Two systems of resting state connectivity between the insula and cingulate cortex

Keri S Taylor, David A Seminowicz, Karen D Davis, Keri S Taylor, David A Seminowicz, Karen D Davis

Abstract

The insula and cingulate cortices are implicated in emotional, homeostatic/allostatic, sensorimotor, and cognitive functions. Non-human primates have specific anatomical connections between sub-divisions of the insula and cingulate. Specifically, the anterior insula projects to the pregenual anterior cingulate cortex (pACC) and the anterior and posterior mid-cingulate cortex (aMCC and pMCC); the mid-posterior insula only projects to the posterior MCC (pMCC). In humans, functional neuroimaging studies implicate the anterior insula and pre/subgenual ACC in emotional processes, the mid-posterior insula with awareness and interoception, and the MCC with environmental monitoring, response selection, and skeletomotor body orientation. Here, we tested the hypothesis that distinct resting state functional connectivity could be identified between (1) the anterior insula and pACC/aMCC; and (2) the entire insula (anterior, middle, and posterior insula) and the pMCC. Functional connectivity was assessed from resting state fMRI scans in 19 healthy volunteers using seed regions of interest in the anterior, middle, and posterior insula. Highly correlated, low-frequency oscillations (< 0.05 Hz) were identified between specific insula and cingulate subdivisions. The anterior insula was shown to be functionally connected with the pACC/aMCC and the pMCC, while the mid/posterior insula was only connected with the pMCC. These data provide evidence for a resting state anterior insula-pACC/aMCC cingulate system that may integrate interoceptive information with emotional salience to form a subjective representation of the body; and another system that includes the entire insula and MCC, likely involved in environmental monitoring, response selection, and skeletomotor body orientation.

2008 Wiley-Liss, Inc.

Figures

Figure 1
Figure 1
Whole brain multisubject conjunction analysis showing anterior insula connectivity with the cingulate cortex.
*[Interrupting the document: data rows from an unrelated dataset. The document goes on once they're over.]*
//! authkeep - sign in to an API from the terminal and keep the session.
//!
//! A thin front end over `authkeep-core`: every command builds the session
//! controller, settles the stored session, and calls one operation.

use std::io::{self, Write};
use std::path::PathBuf;

use anyhow::{bail, Result};
use authkeep_core::api::{ApiRequest, Method};
use authkeep_core::{Config, SessionController, Transport};
use tracing::info;
use tracing_appender::non_blocking::WorkerGuard;
use tracing_subscriber::{fmt, prelude::*, EnvFilter};

/// Env var naming a directory for a log file, in addition to stderr
const ENV_LOG_DIR: &str = "AUTHKEEP_LOG_DIR";

const LOG_FILE_PREFIX: &str = "authkeep.log";

const USAGE: &str = "\
Usage: authkeep <command> [args]

Commands:
  status                 Show whether a stored session is valid
  login [email]          Sign in and store the issued tokens
  register [email]       Create an account (does not sign in)
  whoami                 Show the signed-in account
  refresh                Renew the stored tokens
  logout                 Forget the stored tokens
  request <method> <path> [json]
                         Send an authorized request and print the response
  help                   Show this message

Environment:
  AUTHKEEP_API_URL, AUTHKEEP_TOKEN_BACKEND, AUTHKEEP_LOCALE,
  AUTHKEEP_TIMEOUT_SECS, AUTHKEEP_LOG_DIR, RUST_LOG";

/// Initialize the tracing subscriber for logging.
/// The returned guard must live until exit so buffered file logs are flushed.
fn init_tracing() -> Option<WorkerGuard> {
    // Use RUST_LOG env var to control log level (e.g., RUST_LOG=debug)
    let filter = EnvFilter::try_from_default_env().unwrap_or_else(|_| EnvFilter::new("warn"));

    let (file_layer, guard) = match std::env::var(ENV_LOG_DIR) {
        Ok(dir) if !dir.trim().is_empty() => {
            let appender = tracing_appender::rolling::daily(PathBuf::from(dir), LOG_FILE_PREFIX);
            let (writer, guard) = tracing_appender::non_blocking(appender);
            (
                Some(fmt::layer().with_writer(writer).with_ansi(false)),
                Some(guard),
            )
        }
        _ => (None, None),
    };

    tracing_subscriber::registry()
        .with(fmt::layer().with_writer(io::stderr))
        .with(file_layer)
        .with(filter)
        .init();

    guard
}

#[tokio::main]
async fn main() -> Result<()> {
    // Load .env file if present (silently ignore if not found)
    let _ = dotenvy::dotenv();

    let _log_guard = init_tracing();

    let args: Vec<String> = std::env::args().skip(1).collect();
    let command = args.first().map(String::as_str).unwrap_or("status");
    let rest = args.get(1..).unwrap_or(&[]);

    if matches!(command, "help" | "-h" | "--help") {
        println!("{}", USAGE);
        return Ok(());
    }

    let mut config = Config::load()?;
    let session = SessionController::from_config(&config)?;
    info!(command, base_url = %config.api_base_url, "authkeep starting");

    match command {
        "status" => status(&session).await,
        "login" => login(&session, &mut config, rest.first().cloned()).await,
        "register" => register(&session, &config, rest.first().cloned()).await,
        "whoami" => whoami(&session).await,
        "refresh" => refresh(&session).await,
        "logout" => logout(&session).await,
        "request" => request(&session, rest).await,
        other => {
            eprintln!("{}", USAGE);
            bail!("Unknown command: {}", other)
        }
    }
}

async fn status(session: &SessionController) -> Result<()> {
    let state = session.initialize().await;
    println!("{}", state);
    Ok(())
}

async fn login(
    session: &SessionController,
    config: &mut Config,
    email: Option<String>,
) -> Result<()> {
    session.initialize().await;

    let email = match email {
        Some(email) => email,
        None => prompt_email(config.last_email.as_deref())?,
    };
    let password = rpassword::prompt_password("Password: ")?;

    let user = session.login(&email, &password).await?;

    config.last_email = Some(user.email.clone());
    if let Err(e) = config.save() {
        tracing::warn!(error = %e, "Failed to save config");
    }

    println!("Signed in as {} ({})", user.email, user.role);
    Ok(())
}

async fn register(session: &SessionController, config: &Config, email: Option<String>) -> Result<()> {
    let email = match email {
        Some(email) => email,
        None => prompt_email(config.last_email.as_deref())?,
    };
    let password = rpassword::prompt_password("Password: ")?;
    let confirm = rpassword::prompt_password("Confirm password: ")?;

    let user = session.register(&email, &password, &confirm).await?;

    println!("Registered {}. Run `authkeep login` to sign in.", user.email);
    Ok(())
}

async fn whoami(session: &SessionController) -> Result<()> {
    let state = session.initialize().await;
    let Some(user) = state.user() else {
        bail!("Not signed in");
    };
    println!("{}", serde_json::to_string_pretty(user)?);
    Ok(())
}

async fn refresh(session: &SessionController) -> Result<()> {
    let tokens = session.refresh().await?;
    println!(
        "Session renewed, access token valid for {} more minutes",
        tokens.time_until_expiry().num_minutes().max(0)
    );
    Ok(())
}

async fn logout(session: &SessionController) -> Result<()> {
    session.initialize().await;
    session.logout().await?;
    println!("Signed out");
    Ok(())
}

async fn request(session: &SessionController, args: &[String]) -> Result<()> {
    let (method, path) = match args {
        [method, path, ..] => (method, path),
        _ => bail!("Usage: authkeep request <method> <path> [json]"),
    };
    let method = Method::parse(method)
        .ok_or_else(|| anyhow::anyhow!("Unsupported method: {}", method))?;

    let mut api_request = ApiRequest::new(method, path.clone());
    if let Some(raw) = args.get(2) {
        api_request = api_request.with_body(serde_json::from_str(raw)?);
    }

    session.initialize().await;
    let response = session.gateway().transport().send(api_request).await?;

    println!("{}", response.status);
    println!("{}", response.body);
    if response.is_unauthorized() {
        eprintln!("Session is no longer valid; stored tokens were cleared.");
    }
    Ok(())
}

fn prompt_email(last_email: Option<&str>) -> Result<String> {
    match last_email {
        Some(last) => print!("Email [{}]: ", last),
        None => print!("Email: "),
    }
    io::stdout().flush()?;

    let mut input = String::new();
    io::stdin().read_line(&mut input)?;
    let input = input.trim();

    match (input.is_empty(), last_email) {
        (true, Some(last)) => Ok(last.to_string()),
        (true, None) => bail!("Email required"),
        (false, _) => Ok(input.to_string()),
    }
}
The spectral analysis and ROI time course from a single subject is shown for the left (A, B) and right (D, E) anterior insula (aIC). These regions had tight correlations of low‐frequency oscillations (B, E) with the pregenual and mid‐cingulate cortex (C, F).
Figure 2
Figure 2
Whole brain multisubject conjunction analysis showing mid‐insula connectivity with the cingulate cortex. The spectral analysis and ROI time course from a single subject is shown for the left (A, B) and right (D, E) mid‐insula (mIC). These regions had tight correlations of low frequency oscillations (B, E) with the mid‐cingulate cortex (C, F).
Figure 3
Figure 3
Whole brain multisubject conjunction analysis showing posterior insula connectivity with the cingulate cortex. The spectral analysis and ROI time course from a single subject is shown for the left (A, B) and right (D, E) posterior insula (pIC). These regions had tight correlations of low frequency oscillations (B, E) with the mid‐cingulate cortex (C, F).
Figure 4
Figure 4
Insula connectivity fingerprints. (A) ROI's placed in the anterior (red), mid (blue), and posterior (green) insula are shown for a single subject. (B) Polar plots illustrating patterns of connectivity of each insula subdivision with the cingulate cortex and also key somatosensory brain areas. These fingerprints are based on the correlations between pairs of brain areas. Concentric circles represent increasing t‐values of the correlation between resting activity of an insula ROI and the pregenual/anterior mid‐cingulate (pACC/aMCC), posterior mid‐cingulate cortex (pMCC), primary somatosensory (S1), and secondary somatosensory (S2) cortex. The lighter outer circle denotes the region of statistical significance at t > 4. R, right; L, left.
Figure 5
Figure 5
Random effects contrast maps. All 19 subjects and their insula ROIs were included in the statistical model. Contrasts were made between: (1) bilateral anterior IC minus bilateral posterior (first column); (2) bilateral anterior IC minus bilateral mid‐IC (second column); (3) bilateral mid‐IC minus bilateral posterior IC (third column). Maps were thresholded at corrected P < 0.05. Anterior insula demonstrates stronger connectivity with the pACC/aMCC than either the mid or posterior insular cortex. No significant differences were identified for the pMCC, S1 or S2. IC = insular cortex.